Resilience Engineering: Identifying Dependencies, and Common Mitigation Strategies

Resilience engineering is one of those things we all want to do, but never quite find the time to practice. There are always fires to put out and new infrastructure to deploy.

This talk will cover the fundamentals required for applying resilience engineering principles in your day to day work. It will cover how to identify the system dependencies that affect component and system-level service quality, and then go over some of the mitigation strategies that you can employ to prevent and alleviate failures in your own environment, starting from the simplest and cheapest, and then increasing in terms time, cost, and knowledge requirements.

It will cover:

Dependency mapping: identifying the pathways through which service level degradation in one component can affect that of another (e.g. backpressure, partial outages, network connections, etc.)
Failure isolation: isolating components and eliminating failure cascades where possible.
Destructive testing and failure injection in order to learn about the failure mechanisms and behaviours of your system.
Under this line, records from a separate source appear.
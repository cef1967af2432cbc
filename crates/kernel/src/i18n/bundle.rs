//! In-memory message bundles.
//!
//! Messages are keyed by bundle, locale and message key. Lookups walk the
//! locale from most to least specific (`nb_NO`, `nb`, default) and substitute
//! positional `{n}` placeholders.

use std::path::Path;
use std::sync::Arc;

use anyhow::{Context, Result};
use dashmap::DashMap;
use tracing::{debug, info};

use super::properties::parse_properties;
use super::{LocalizeParams, Localizer};
use crate::config::Config;

/// Bundle searched when a lookup names none.
pub const DEFAULT_BUNDLE: &str = "phrases";

/// Message bundle store.
#[derive(Clone, Default)]
pub struct MessageBundles {
    /// key = "bundle\0locale\0key" → message; the default locale is "".
    messages: Arc<DashMap<String, String>>,
    default_locale: Option<String>,
}

impl MessageBundles {
    pub fn new() -> Self {
        Self::default()
    }

    /// Use `locale` for lookups that do not name one.
    pub fn with_default_locale(mut self, locale: impl Into<String>) -> Self {
        self.default_locale = Some(normalize_locale(&locale.into()));
        self
    }

    /// Build bundles from configuration, loading `i18n_dir` when set.
    pub fn from_config(config: &Config) -> Result<Self> {
        let mut bundles = Self::new();
        if let Some(locale) = &config.default_locale {
            bundles = bundles.with_default_locale(locale);
        }
        if let Some(dir) = &config.i18n_dir {
            bundles.load_dir(dir)?;
        }
        Ok(bundles)
    }

    /// Register one message. `locale = None` targets the default locale.
    pub fn insert(
        &self,
        bundle: &str,
        locale: Option<&str>,
        key: impl AsRef<str>,
        message: impl Into<String>,
    ) {
        let locale = locale.map(normalize_locale).unwrap_or_default();
        self.messages
            .insert(cache_key(bundle, &locale, key.as_ref()), message.into());
    }

    /// Register every entry of a `.properties` document.
    pub fn load_str(&self, bundle: &str, locale: Option<&str>, content: &str) -> usize {
        let entries = parse_properties(content);
        let count = entries.len();
        for (key, message) in entries {
            self.insert(bundle, locale, key, message);
        }
        debug!(bundle = %bundle, locale = ?locale, count = count, "loaded message bundle");
        count
    }

    /// Load every `*.properties` file in `dir`.
    ///
    /// `phrases.properties` fills the default locale of bundle `phrases`;
    /// `phrases_nb_NO.properties` fills locale `nb_NO`.
    pub fn load_dir(&self, dir: &Path) -> Result<usize> {
        let mut total = 0usize;
        let entries = std::fs::read_dir(dir)
            .with_context(|| format!("failed to read i18n directory {}", dir.display()))?;

        for entry in entries {
            let path = entry.context("failed to read i18n directory entry")?.path();
            if path.extension().and_then(|e| e.to_str()) != Some("properties") {
                continue;
            }
            let Some(stem) = path.file_stem().and_then(|s| s.to_str()) else {
                continue;
            };

            let (bundle, locale) = match stem.split_once('_') {
                Some((bundle, locale)) => (bundle, Some(locale)),
                None => (stem, None),
            };

            let content = std::fs::read_to_string(&path)
                .with_context(|| format!("failed to read bundle {}", path.display()))?;
            total += self.load_str(bundle, locale, &content);
        }

        info!(dir = %dir.display(), count = total, "loaded message bundles");
        Ok(total)
    }

    /// Number of registered messages across all bundles and locales.
    pub fn len(&self) -> usize {
        self.messages.len()
    }

    pub fn is_empty(&self) -> bool {
        self.messages.is_empty()
    }

    fn lookup(&self, bundle: &str, locales: &[String], key: &str) -> Option<String> {
        locales.iter().find_map(|locale| {
            self.messages
                .get(&cache_key(bundle, locale, key))
                .map(|m| m.clone())
        })
    }
}

impl Localizer for MessageBundles {
    fn localize(&self, key: &str, params: &LocalizeParams) -> Option<String> {
        let locale = params
            .locale
            .as_deref()
            .map(normalize_locale)
            .or_else(|| self.default_locale.clone());
        let locales = locale_chain(locale.as_deref());

        let found = if params.bundles.is_empty() {
            self.lookup(DEFAULT_BUNDLE, &locales, key)
        } else {
            params
                .bundles
                .iter()
                .find_map(|bundle| self.lookup(bundle, &locales, key))
        };

        match found {
            Some(message) => Some(format_message(&message, &params.values)),
            None => {
                debug!(key = %key, locale = ?locale, "no translation");
                None
            }
        }
    }
}

/// Build a cache key from bundle, locale, and message key.
///
/// Null byte separators keep dotted keys from colliding across bundles.
fn cache_key(bundle: &str, locale: &str, key: &str) -> String {
    format!("{bundle}\0{locale}\0{key}")
}

fn normalize_locale(locale: &str) -> String {
    locale.trim().replace('-', "_")
}

/// `nb_NO_x` → [`nb_NO_x`, `nb_NO`, `nb`, ``].
fn locale_chain(locale: Option<&str>) -> Vec<String> {
    let mut chain = Vec::new();
    if let Some(locale) = locale.filter(|l| !l.is_empty()) {
        let mut current = locale.to_string();
        loop {
            chain.push(current.clone());
            match current.rfind('_') {
                Some(idx) => current.truncate(idx),
                None => break,
            }
        }
    }
    chain.push(String::new());
    chain
}

/// Replace `{0}`, `{1}`, ... with the matching value.
fn format_message(message: &str, values: &[String]) -> String {
    values
        .iter()
        .enumerate()
        .fold(message.to_string(), |acc, (i, value)| {
            acc.replace(&format!("{{{i}}}"), value)
        })
}

impl std::fmt::Debug for MessageBundles {
    fn fmt(&self, f: &mut std::fmt::Formatter<'_>) -> std::fmt::Result {
        f.debug_struct("MessageBundles")
            .field("messages", &self.messages.len())
            .field("default_locale", &self.default_locale)
            .finish()
    }
}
This can be done in a separate “lab” environment or directly in a production system. The latter is often called Chaos Engineering.
End-to-end testing: conformance testing and verification for overall system behaviour and output under varying conditions and sequences of events.
System level fuzzing: applying the property-based method of input fuzzing to the system events dimension of the end-to-end tests in order to identify categories of system states that are more sensitive to failure and warrant more attention.